**What you should do:** The required result is every line of the records that includes "PuppetError".

[Saved data entries]
use puppet_net::RemoteMethod;
use puppet_shared::protocol::{
    Empty, FileBoxResponse, IdContactRequest, IdRequest, IdResponse, IdsResponse, PayloadRequest,
    QrCodeResponse, RoomAnnounceRequest, RoomAnnounceResponse, RoomCreateRequest,
    RoomInvitationPayloadResponse, RoomMemberListResponse, RoomMemberPayloadRequest,
    RoomMemberPayloadResponse, RoomPayloadResponse, RoomTopicRequest, RoomTopicResponse,
};
use puppet_shared::types::{PayloadType, RoomInvitationPayload, RoomMemberPayload, RoomPayload};
use puppet_shared::{FileBox, PuppetError, Result};
use serde::Deserialize;
use tracing::debug;

use crate::commands::{from_json, required, to_json};
use crate::service::PuppetService;

/// The part of an avatar file box this client relies on.
#[derive(Deserialize)]
#[serde(rename_all = "camelCase")]
struct AvatarFileBox {
    remote_url: Option<String>,
}

impl PuppetService {
    pub async fn room_list(&self) -> Result<Vec<String>> {
        let response: IdsResponse = self.stub()?.call(RemoteMethod::RoomList, Empty {}).await?;
        Ok(response.ids)
    }

    /// The service has no room search; every room id is returned for the
    /// caller to filter.
    pub async fn room_search(&self) -> Result<Vec<String>> {
        self.room_list().await
    }

    /// Create a room and return its id.
    pub async fn room_create(&self, contact_ids: &[String], topic: Option<&str>) -> Result<String> {
        let response: IdResponse = self
            .stub()?
            .call(
                RemoteMethod::RoomCreate,
                RoomCreateRequest {
                    contact_ids: contact_ids.to_vec(),
                    topic: topic.map(str::to_string),
                },
            )
            .await?;
        Ok(response.id)
    }

    pub async fn room_payload(&self, room_id: &str) -> Result<RoomPayload> {
        let response: RoomPayloadResponse = self
            .stub()?
            .call(
                RemoteMethod::RoomPayload,
                IdRequest {
                    id: room_id.to_string(),
                },
            )
            .await?;
        Ok(response.into())
    }

    /// Member contact ids of `room_id`.
    pub async fn room_members(&self, room_id: &str) -> Result<Vec<String>> {
        let response: RoomMemberListResponse = self
            .stub()?
            .call(
                RemoteMethod::RoomMemberList,
                IdRequest {
                    id: room_id.to_string(),
                },
            )
            .await?;
        Ok(response.member_ids)
    }

    pub async fn room_member_payload(
        &self,
        room_id: &str,
        member_id: &str,
    ) -> Result<RoomMemberPayload> {
        let response: RoomMemberPayloadResponse = self
            .stub()?
            .call(
                RemoteMethod::RoomMemberPayload,
                RoomMemberPayloadRequest {
                    id: room_id.to_string(),
                    member_id: member_id.to_string(),
                },
            )
            .await?;
        Ok(response.into())
    }

    pub async fn room_add(&self, room_id: &str, contact_id: &str) -> Result<()> {
        self.room_membership(RemoteMethod::RoomAdd, room_id, contact_id)
            .await
    }

    pub async fn room_delete(&self, room_id: &str, contact_id: &str) -> Result<()> {
        self.room_membership(RemoteMethod::RoomDel, room_id, contact_id)
            .await
    }

    async fn room_membership(
        &self,
        method: RemoteMethod,
        room_id: &str,
        contact_id: &str,
    ) -> Result<()> {
        self.stub()?
            .call::<_, Empty>(
                method,
                IdContactRequest {
                    id: room_id.to_string(),
                    contact_id: contact_id.to_string(),
                },
            )
            .await?;
        Ok(())
    }

    pub async fn room_quit(&self, room_id: &str) -> Result<()> {
        self.stub()?
            .call::<_, Empty>(
                RemoteMethod::RoomQuit,
                IdRequest {
                    id: room_id.to_string(),
                },
            )
            .await?;
        Ok(())
    }

    /// Get the topic of `room_id`, or set it when `topic` is given.
    pub async fn room_topic(&self, room_id: &str, topic: Option<&str>) -> Result<String> {
        let response: RoomTopicResponse = self
            .stub()?
            .call(
                RemoteMethod::RoomTopic,
                RoomTopicRequest {
                    id: room_id.to_string(),
                    topic: topic.map(str::to_string),
                },
            )
            .await?;

        match topic {
            Some(topic) => Ok(topic.to_string()),
            None => required(response.topic, "room topic"),
        }
    }

    /// Get the announcement of `room_id`, or set it when `text` is given.
    pub async fn room_announce(&self, room_id: &str, text: Option<&str>) -> Result<String> {
        let response: RoomAnnounceResponse = self
            .stub()?
            .call(
                RemoteMethod::RoomAnnounce,
                RoomAnnounceRequest {
                    id: room_id.to_string(),
                    text: text.map(str::to_string),
                },
            )
            .await?;

        match text {
            Some(text) => Ok(text.to_string()),
            None => required(response.text, "room announcement"),
        }
    }

    pub async fn room_qr_code(&self, room_id: &str) -> Result<String> {
        let response: QrCodeResponse = self
            .stub()?
            .call(
                RemoteMethod::RoomQrCode,
                IdRequest {
                    id: room_id.to_string(),
                },
            )
            .await?;
        required(response.qrcode, "room qr code")
    }

    /// Avatar of `room_id` as a url file box.
    pub async fn room_avatar(&self, room_id: &str) -> Result<FileBox> {
        let response: FileBoxResponse = self
            .stub()?
            .call(
                RemoteMethod::RoomAvatar,
                IdRequest {
                    id: room_id.to_string(),
                },
            )
            .await?;

        let raw = required(response.filebox, "room avatar")?;
        let avatar: AvatarFileBox = from_json("room avatar", &raw)?;
        let url = avatar
            .remote_url
            .ok_or_else(|| PuppetError::payload("invalid room avatar response"))?;
        Ok(FileBox::from_url(url, format!("avatar-{room_id}.jpeg")))
    }

    /// `true` when the service can still load the room's payload.
    ///
    /// Only a remote error status counts as an invalid room; connection and
    /// lifecycle failures propagate.
    pub async fn room_validate(&self, room_id: &str) -> Result<bool> {
        match self.room_payload(room_id).await {
            Ok(_) => Ok(true),
            Err(PuppetError::Remote { code, message }) => {
                debug!(room_id, code = %code, message = %message, "Room failed validation");
                Ok(false)
            }
            Err(e) => Err(e),
        }
    }

    pub async fn room_payload_dirty(&self, room_id: &str) -> Result<()> {
        self.dirty_payload(PayloadType::Room, room_id).await
    }

    pub async fn room_member_payload_dirty(&self, room_id: &str) -> Result<()> {
        self.dirty_payload(PayloadType::RoomMember, room_id).await
    }

    /// Fetch a room invitation, storing `payload` on the service first when
    /// given.
    pub async fn room_invitation_payload(
        &self,
        room_invitation_id: &str,
        payload: Option<&RoomInvitationPayload>,
    ) -> Result<RoomInvitationPayload> {
        let response: RoomInvitationPayloadResponse = self
            .stub()?
            .call(
                RemoteMethod::RoomInvitationPayload,
                PayloadRequest {
                    id: room_invitation_id.to_string(),
                    payload: payload.map(to_json).transpose()?,
                },
            )
            .await?;
        Ok(response.into())
    }

    pub async fn room_invitation_accept(&self, room_invitation_id: &str) -> Result<()> {
        self.stub()?
            .call::<_, Empty>(
                RemoteMethod::RoomInvitationAccept,
                IdRequest {
                    id: room_invitation_id.to_string(),
                },
            )
            .await?;
        Ok(())
    }
}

**Reply to the task:**
use puppet_shared::{FileBox, PuppetError, Result};
            .ok_or_else(|| PuppetError::payload("invalid room avatar response"))?;
            Err(PuppetError::Remote { code, message }) => {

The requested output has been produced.